I read this from Deep-Holes, a short story by Canadian writer Alice Munro. It's about a mother who lost contact with her son since he dropped college and left his family. They met for the first time after many years. The son is leading his mother to his apartment. There was a fire in that neighborhood and the son appeared in the news on the fire scene. That's how they got in touch. And——
“Do you still smoke your pipe?” she said, sniffing the air and remembering how he had taken up pipe smoking in high school.
“Pipe? Oh. No. It’s the smoke from the fire you smell. We don’t notice it anymore.
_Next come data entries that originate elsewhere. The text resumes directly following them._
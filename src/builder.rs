// ABOUTME: PDU constructors with schema-complete defaults and fluent with_* setters
// ABOUTME: Setters consume and return the PDU; ones aimed at an absent field are no-ops

use crate::codec::{Header, Pdu};
use crate::datatypes::{
    BindBody, BindRespBody, Body, CommandId, CommandStatus, MessageRespBody, SubmitSmBody, Tlv,
};

fn default_header(command_id: CommandId) -> Header {
    Header {
        command_length: 0,
        command_id,
        command_status: CommandStatus::Ok,
        sequence_number: 0,
    }
}

impl Pdu {
    fn with_parts(command_id: CommandId, body: Body) -> Pdu {
        Pdu {
            header: default_header(command_id),
            body,
            tlvs: Vec::new(),
        }
    }

    pub fn generic_nack() -> Pdu {
        Pdu::with_parts(CommandId::GenericNack, Body::Empty)
    }

    pub fn enquire_link() -> Pdu {
        Pdu::with_parts(CommandId::EnquireLink, Body::Empty)
    }

    pub fn enquire_link_resp() -> Pdu {
        Pdu::with_parts(CommandId::EnquireLinkResp, Body::Empty)
    }

    pub fn unbind() -> Pdu {
        Pdu::with_parts(CommandId::Unbind, Body::Empty)
    }

    pub fn unbind_resp() -> Pdu {
        Pdu::with_parts(CommandId::UnbindResp, Body::Empty)
    }

    pub fn bind_transmitter() -> Pdu {
        Pdu::with_parts(CommandId::BindTransmitter, Body::Bind(BindBody::default()))
    }

    pub fn bind_receiver() -> Pdu {
        Pdu::with_parts(CommandId::BindReceiver, Body::Bind(BindBody::default()))
    }

    pub fn bind_transceiver() -> Pdu {
        Pdu::with_parts(CommandId::BindTransceiver, Body::Bind(BindBody::default()))
    }

    pub fn bind_transmitter_resp() -> Pdu {
        Pdu::with_parts(
            CommandId::BindTransmitterResp,
            Body::BindResp(BindRespBody::default()),
        )
    }

    pub fn bind_receiver_resp() -> Pdu {
        Pdu::with_parts(
            CommandId::BindReceiverResp,
            Body::BindResp(BindRespBody::default()),
        )
    }

    pub fn bind_transceiver_resp() -> Pdu {
        Pdu::with_parts(
            CommandId::BindTransceiverResp,
            Body::BindResp(BindRespBody::default()),
        )
    }

    pub fn submit_sm() -> Pdu {
        Pdu::with_parts(
            CommandId::SubmitSm,
            Body::SubmitSm(Box::new(SubmitSmBody::default())),
        )
    }

    pub fn deliver_sm() -> Pdu {
        Pdu::with_parts(
            CommandId::DeliverSm,
            Body::SubmitSm(Box::new(SubmitSmBody::default())),
        )
    }

    pub fn data_sm() -> Pdu {
        Pdu::with_parts(
            CommandId::DataSm,
            Body::SubmitSm(Box::new(SubmitSmBody::default())),
        )
    }

    pub fn submit_sm_resp() -> Pdu {
        Pdu::with_parts(
            CommandId::SubmitSmResp,
            Body::MessageResp(MessageRespBody::default()),
        )
    }

    pub fn deliver_sm_resp() -> Pdu {
        Pdu::with_parts(
            CommandId::DeliverSmResp,
            Body::MessageResp(MessageRespBody::default()),
        )
    }

    pub fn data_sm_resp() -> Pdu {
        Pdu::with_parts(
            CommandId::DataSmResp,
            Body::MessageResp(MessageRespBody::default()),
        )
    }

    /// Default PDU for an arbitrary command id.
    pub fn for_command(command_id: CommandId) -> Pdu {
        match command_id {
            CommandId::GenericNack => Pdu::generic_nack(),
            CommandId::EnquireLink => Pdu::enquire_link(),
            CommandId::EnquireLinkResp => Pdu::enquire_link_resp(),
            CommandId::Unbind => Pdu::unbind(),
            CommandId::UnbindResp => Pdu::unbind_resp(),
            CommandId::BindTransmitter => Pdu::bind_transmitter(),
            CommandId::BindReceiver => Pdu::bind_receiver(),
            CommandId::BindTransceiver => Pdu::bind_transceiver(),
            CommandId::BindTransmitterResp => Pdu::bind_transmitter_resp(),
            CommandId::BindReceiverResp => Pdu::bind_receiver_resp(),
            CommandId::BindTransceiverResp => Pdu::bind_transceiver_resp(),
            CommandId::SubmitSm => Pdu::submit_sm(),
            CommandId::DeliverSm => Pdu::deliver_sm(),
            CommandId::DataSm => Pdu::data_sm(),
            CommandId::SubmitSmResp => Pdu::submit_sm_resp(),
            CommandId::DeliverSmResp => Pdu::deliver_sm_resp(),
            CommandId::DataSmResp => Pdu::data_sm_resp(),
        }
    }

    /// Default response PDU for a request, stamped with the request's
    /// sequence number. `None` when the request has no response counterpart
    /// (responses themselves, generic_nack).
    pub fn response_to(request: &Pdu) -> Option<Pdu> {
        let response_id = request.header.command_id.response()?;
        Some(Pdu::for_command(response_id).with_sequence_number(request.header.sequence_number))
    }

    pub fn with_system_id(mut self, system_id: impl Into<String>) -> Pdu {
        match &mut self.body {
            Body::Bind(bind) => bind.system_id = system_id.into(),
            Body::BindResp(resp) => resp.system_id = system_id.into(),
            _ => {}
        }
        self
    }

    pub fn with_password(mut self, password: impl Into<String>) -> Pdu {
        if let Body::Bind(bind) = &mut self.body {
            bind.password = password.into();
        }
        self
    }

    pub fn with_system_type(mut self, system_type: impl Into<String>) -> Pdu {
        if let Body::Bind(bind) = &mut self.body {
            bind.system_type = system_type.into();
        }
        self
    }

    pub fn with_interface_version(mut self, interface_version: u8) -> Pdu {
        if let Body::Bind(bind) = &mut self.body {
            bind.interface_version = interface_version;
        }
        self
    }

    pub fn with_addr_ton(mut self, addr_ton: u8) -> Pdu {
        if let Body::Bind(bind) = &mut self.body {
            bind.addr_ton = addr_ton;
        }
        self
    }

    pub fn with_addr_npi(mut self, addr_npi: u8) -> Pdu {
        if let Body::Bind(bind) = &mut self.body {
            bind.addr_npi = addr_npi;
        }
        self
    }

    pub fn with_address_range(mut self, address_range: impl Into<String>) -> Pdu {
        if let Body::Bind(bind) = &mut self.body {
            bind.address_range = address_range.into();
        }
        self
    }

    pub fn with_source_addr(mut self, source_addr: impl Into<String>) -> Pdu {
        if let Body::SubmitSm(sm) = &mut self.body {
            sm.source_addr = source_addr.into();
        }
        self
    }

    pub fn with_destination_addr(mut self, destination_addr: impl Into<String>) -> Pdu {
        if let Body::SubmitSm(sm) = &mut self.body {
            sm.destination_addr = destination_addr.into();
        }
        self
    }

    pub fn with_data_coding(mut self, data_coding: u8) -> Pdu {
        if let Body::SubmitSm(sm) = &mut self.body {
            sm.data_coding = data_coding;
        }
        self
    }

    /// Set the short message and keep `sm_length` in step with it.
    pub fn with_short_message(mut self, short_message: impl Into<String>) -> Pdu {
        if let Body::SubmitSm(sm) = &mut self.body {
            sm.short_message = short_message.into();
            sm.sm_length = sm.short_message.len() as u8;
        }
        self
    }

    pub fn with_message_id(mut self, message_id: impl Into<String>) -> Pdu {
        if let Body::MessageResp(resp) = &mut self.body {
            resp.message_id = message_id.into();
        }
        self
    }

    pub fn with_sequence_number(mut self, sequence_number: u32) -> Pdu {
        self.header.sequence_number = sequence_number;
        self
    }

    /// Set the header's command_status.
    pub fn with_smpp_error(mut self, status: CommandStatus) -> Pdu {
        self.header.command_status = status;
        self
    }

    /// Override the header's command_id. The body is left untouched, so the
    /// new id must accept the current body variant for the PDU to encode.
    pub fn with_command_id(mut self, command_id: CommandId) -> Pdu {
        self.header.command_id = command_id;
        self
    }

    /// Append an optional parameter.
    pub fn with_tlv(mut self, tlv: Tlv) -> Pdu {
        self.tlvs.push(tlv);
        self
    }
}

#[cfg(test)]
mod tests {
    use super::*;
    use crate::datatypes::INTERFACE_VERSION_SMPP_34;

    #[test]
    fn bind_defaults_are_schema_complete() {
        let pdu = Pdu::bind_transmitter();
        assert_eq!(pdu.header.command_id, CommandId::BindTransmitter);
        assert_eq!(pdu.header.command_status, CommandStatus::Ok);
        assert_eq!(pdu.header.sequence_number, 0);
        match &pdu.body {
            Body::Bind(bind) => {
                assert_eq!(bind.system_id, "");
                assert_eq!(bind.password, "");
                assert_eq!(bind.system_type, "");
                assert_eq!(bind.interface_version, INTERFACE_VERSION_SMPP_34);
                assert_eq!(bind.addr_ton, 0);
                assert_eq!(bind.addr_npi, 0);
                assert_eq!(bind.address_range, "");
            }
            other => panic!("expected bind body, got {other:?}"),
        }
    }

    #[test]
    fn fluent_setters_build_a_bind() {
        let pdu = Pdu::bind_receiver()
            .with_system_id("SystemId")
            .with_password("Password")
            .with_sequence_number(3);
        match &pdu.body {
            Body::Bind(bind) => {
                assert_eq!(bind.system_id, "SystemId");
                assert_eq!(bind.password, "Password");
            }
            other => panic!("expected bind body, got {other:?}"),
        }
        assert_eq!(pdu.header.sequence_number, 3);
    }

    #[test]
    fn short_message_setter_tracks_length() {
        let pdu = Pdu::submit_sm().with_short_message("Hello");
        match &pdu.body {
            Body::SubmitSm(sm) => {
                assert_eq!(sm.short_message, "Hello");
                assert_eq!(sm.sm_length, 5);
            }
            other => panic!("expected submit_sm body, got {other:?}"),
        }
    }

    #[test]
    fn setters_for_absent_fields_are_no_ops() {
        let pdu = Pdu::enquire_link().with_message_id("1").with_system_id("x");
        assert_eq!(pdu.body, Body::Empty);
    }

    #[test]
    fn response_to_pairs_commands() {
        let request = Pdu::submit_sm().with_sequence_number(12);
        let response = Pdu::response_to(&request).unwrap();
        assert_eq!(response.header.command_id, CommandId::SubmitSmResp);
        assert_eq!(response.header.sequence_number, 12);
        assert_eq!(
            response.body,
            Body::MessageResp(MessageRespBody::default())
        );

        assert!(Pdu::response_to(&Pdu::submit_sm_resp()).is_none());
        assert!(Pdu::response_to(&Pdu::generic_nack()).is_none());
    }
}
// ABOUTME: Standalone SMSC simulator - listens for ESME binds and answers with the defaults

use argh::FromArgs;
use smpp_sim::Smsc;
use std::time::Duration;
use tokio::net::TcpListener;

#[derive(FromArgs)]
/// In-process SMSC simulator.
struct Args {
    /// address to listen on
    #[argh(option, default = "String::from(\"127.0.0.1:2775\")")]
    listen: String,

    /// system_id clients must bind with
    #[argh(option, default = "String::from(\"SystemId\")")]
    system_id: String,

    /// password clients must bind with
    #[argh(option, default = "String::from(\"Password\")")]
    password: String,
}

#[tokio::main]
async fn main() -> Result<(), Box<dyn std::error::Error>> {
    tracing_subscriber::fmt::init();
    let args: Args = argh::from_env();

    let listener = TcpListener::bind(&args.listen).await?;
    tracing::info!(addr = %listener.local_addr()?, "SMSC listening");

    let smsc = Smsc::new(listener, args.system_id, args.password);
    smsc.start().await;

    loop {
        tokio::time::sleep(Duration::from_secs(30)).await;
        tracing::info!(connections = smsc.number_of_connections(), "still serving");
    }
}
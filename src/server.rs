// ABOUTME: SMSC simulator - accept loop, channel-serialized session registry, lifecycle
// ABOUTME: Each accepted transport becomes a Session driven by handle_connection until closed

use crate::codec::Pdu;
use crate::datatypes::CommandStatus;
use crate::error::{SmppError, SmppResult};
use crate::handlers;
use crate::session::Session;
use crate::state::{SessionState, StateCell};
use std::sync::atomic::{AtomicBool, Ordering};
use std::sync::{Arc, Mutex, RwLock};
use tokio::net::{TcpListener, TcpStream};
use tokio::sync::{mpsc, oneshot, watch};
use tokio::task::JoinHandle;

/// In-process SMSC.
///
/// Accepts transports, wraps each in a [`Session`] with the server-side bind
/// handler installed, and drives it until it closes. The session registry is
/// mutated only by the control task; readers get an atomically swapped
/// `Arc<Vec<Session>>` snapshot that stays stable while they iterate.
#[derive(Clone)]
pub struct Smsc {
    inner: Arc<SmscInner>,
}

struct SmscInner {
    system_id: String,
    password: String,
    state: StateCell,
    sessions: RwLock<Arc<Vec<Session>>>,
    registry: mpsc::Sender<Registry>,
    listener: Mutex<Option<TcpListener>>,
    accept_loop: Mutex<Option<JoinHandle<()>>>,
    registry_loop: Mutex<Option<JoinHandle<()>>>,
    shutdown: watch::Sender<bool>,
    closed: AtomicBool,
}

enum Registry {
    Register {
        stream: TcpStream,
        reply: oneshot::Sender<Session>,
    },
    Remove {
        session: Session,
        done: oneshot::Sender<()>,
    },
    Shutdown,
}

impl Smsc {
    /// Create an SMSC bound to `listener`, publishing `LISTENING`. The accept
    /// loop does not run until [`start`](Smsc::start) is called. Must run
    /// inside a tokio runtime.
    pub fn new(
        listener: TcpListener,
        system_id: impl Into<String>,
        password: impl Into<String>,
    ) -> Smsc {
        let (registry, commands) = mpsc::channel(16);
        let (shutdown, _) = watch::channel(false);

        let inner = Arc::new(SmscInner {
            system_id: system_id.into(),
            password: password.into(),
            state: StateCell::new(SessionState::Listening),
            sessions: RwLock::new(Arc::new(Vec::new())),
            registry,
            listener: Mutex::new(Some(listener)),
            accept_loop: Mutex::new(None),
            registry_loop: Mutex::new(None),
            shutdown,
            closed: AtomicBool::new(false),
        });

        let registry_inner = Arc::clone(&inner);
        let handle = tokio::spawn(Smsc::registry_loop(registry_inner, commands));
        *inner
            .registry_loop
            .lock()
            .expect("registry handle lock poisoned") = Some(handle);

        Smsc { inner }
    }

    /// Start the accept loop. Repeated calls are no-ops.
    pub async fn start(&self) {
        let listener = self
            .inner
            .listener
            .lock()
            .expect("listener lock poisoned")
            .take();
        let Some(listener) = listener else {
            return;
        };

        let inner = Arc::clone(&self.inner);
        let shutdown = self.inner.shutdown.subscribe();
        let handle = tokio::spawn(Smsc::accept_loop(inner, listener, shutdown));
        *self
            .inner
            .accept_loop
            .lock()
            .expect("accept handle lock poisoned") = Some(handle);
    }

    /// Stable snapshot of the session registry.
    pub fn sessions(&self) -> Arc<Vec<Session>> {
        self.inner
            .sessions
            .read()
            .expect("session registry lock poisoned")
            .clone()
    }

    /// Sessions accepted and not yet removed.
    pub fn number_of_connections(&self) -> usize {
        self.sessions().len()
    }

    /// Server lifecycle state: `LISTENING` until closed.
    pub async fn state(&self) -> SessionState {
        self.inner.state.get().await
    }

    /// Close every live session, stop the accept loop, release the listener.
    /// Idempotent.
    pub async fn close(&self) {
        if self.inner.closed.swap(true, Ordering::SeqCst) {
            return;
        }

        // Stop accepting before tearing sessions down
        let _ = self.inner.shutdown.send(true);
        drop(
            self.inner
                .listener
                .lock()
                .expect("listener lock poisoned")
                .take(),
        );
        let accept_loop = self
            .inner
            .accept_loop
            .lock()
            .expect("accept handle lock poisoned")
            .take();
        if let Some(handle) = accept_loop {
            let _ = handle.await;
        }

        for session in self.sessions().iter() {
            if session.state().await != SessionState::Closed {
                let (done, removed) = oneshot::channel();
                let command = Registry::Remove {
                    session: session.clone(),
                    done,
                };
                if self.inner.registry.send(command).await.is_ok() {
                    let _ = removed.await;
                }
            }
        }

        let _ = self.inner.registry.send(Registry::Shutdown).await;
        let registry_loop = self
            .inner
            .registry_loop
            .lock()
            .expect("registry handle lock poisoned")
            .take();
        if let Some(handle) = registry_loop {
            let _ = handle.await;
        }

        self.inner.state.set(SessionState::Closed).await;
        self.inner.state.close().await;
    }

    /// Registry control task: the only place the session list is mutated, so
    /// appends and removals are totally ordered.
    async fn registry_loop(inner: Arc<SmscInner>, mut commands: mpsc::Receiver<Registry>) {
        while let Some(command) = commands.recv().await {
            match command {
                Registry::Register { stream, reply } => {
                    let session = Session::from_stream(stream);
                    handlers::install_bind_handler(
                        &session,
                        inner.system_id.clone(),
                        inner.password.clone(),
                    );
                    {
                        let mut slot = inner
                            .sessions
                            .write()
                            .expect("session registry lock poisoned");
                        let mut next: Vec<Session> = slot.iter().cloned().collect();
                        next.push(session.clone());
                        *slot = Arc::new(next);
                    }
                    let _ = reply.send(session);
                }
                Registry::Remove { session, done } => {
                    let _ = session.close().await;
                    {
                        let mut slot = inner
                            .sessions
                            .write()
                            .expect("session registry lock poisoned");
                        let next: Vec<Session> =
                            slot.iter().filter(|s| **s != session).cloned().collect();
                        *slot = Arc::new(next);
                    }
                    let _ = done.send(());
                }
                Registry::Shutdown => break,
            }
        }
    }

    async fn accept_loop(
        inner: Arc<SmscInner>,
        listener: TcpListener,
        mut shutdown: watch::Receiver<bool>,
    ) {
        loop {
            tokio::select! {
                _ = shutdown.changed() => break,
                accepted = listener.accept() => match accepted {
                    Ok((stream, peer)) => {
                        tracing::debug!(%peer, "accepted connection");
                        let (reply, registered) = oneshot::channel();
                        let command = Registry::Register { stream, reply };
                        if inner.registry.send(command).await.is_err() {
                            break;
                        }
                        let Ok(session) = registered.await else {
                            continue;
                        };
                        tokio::spawn(Smsc::drive_session(Arc::clone(&inner), session));
                    }
                    Err(error) => {
                        tracing::warn!(%error, "accept failed");
                        continue;
                    }
                },
            }
        }
        tracing::debug!("accept loop exited");
    }

    /// Run one accepted session to completion, then take it out of the
    /// registry.
    async fn drive_session(inner: Arc<SmscInner>, session: Session) {
        handle_connection(&session).await;
        let (done, removed) = oneshot::channel();
        let command = Registry::Remove { session, done };
        if inner.registry.send(command).await.is_ok() {
            let _ = removed.await;
        }
    }
}

/// Serve one session until it reaches `CLOSED`.
pub async fn handle_connection(session: &Session) {
    while session.state().await != SessionState::Closed {
        if let Err(error) = handle_operations(session).await {
            match error {
                // Timeouts iterate; a closed transport ends via the state check
                SmppError::Timeout | SmppError::ConnectionClosed => {}
                error => tracing::debug!(%error, "issue on connection"),
            }
            tokio::task::yield_now().await;
        }
    }
}

/// Receive and answer one PDU.
///
/// Anything other than a bind on a session still in `OPEN` is answered with
/// `ESME_RINVBNDSTS`; everything else goes through the session's handler
/// table.
pub async fn handle_operations(session: &Session) -> SmppResult<()> {
    let pdu = session.receive_pdu().await?;

    let state = session.state().await;
    if state == SessionState::Open && !pdu.header.command_id.is_bind() {
        tracing::debug!(command = %pdu.header.command_id, "expected a bind operation first");
        if let Some(response) = Pdu::response_to(&pdu) {
            let response = response
                .with_message_id("")
                .with_smpp_error(CommandStatus::IncorrectBindStatus);
            session.send(response).await?;
        }
        return Ok(());
    }

    session.dispatch(pdu).await;
    Ok(())
}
I’m afraid it’ll get stronger, in the direction we’re walking.”
“Are we going to go through where it was?”
“No, no. We couldn’t, even if we wanted to. They’ve got it all blocked off. Too dangerous. Some buildings will have to be taken down. Don’t worry, it’s okay where we are. A good block and a half away from the mess.”
“Your apartment building?” she said, alert to the “we.”
“Sort of. Yes. You’ll see.”
**He spoke gently, readily, yet with an effort, like someone speaking, as a courtesy, in a foreign language. And he stooped a little, to make sure she heard him. The special effort, the slight labor involved in speaking to her, as if making a scrupulous translation, seemed something she was meant to notice.
As they stepped off a curb he brushed her arm—perhaps he had stumbled a little—and he said, “Excuse me.” And she thought he gave the least shiver. AIDS. Why had that never occurred to her before?
I have a hard time understanding the paragraphs from "he spoke gently" to "the cost" and I'll try to express what confuses me:
First of all, does "the cost" refer to the son's effort of talking to his mother? Like it cost him a lot to talk?
Secondly, does the above paragraph mean that he talks like he is trying to translate his idea into a foreign language?
Thirdly, does "she was meant to notice" mean that she couldn't help notice how hard her son tried?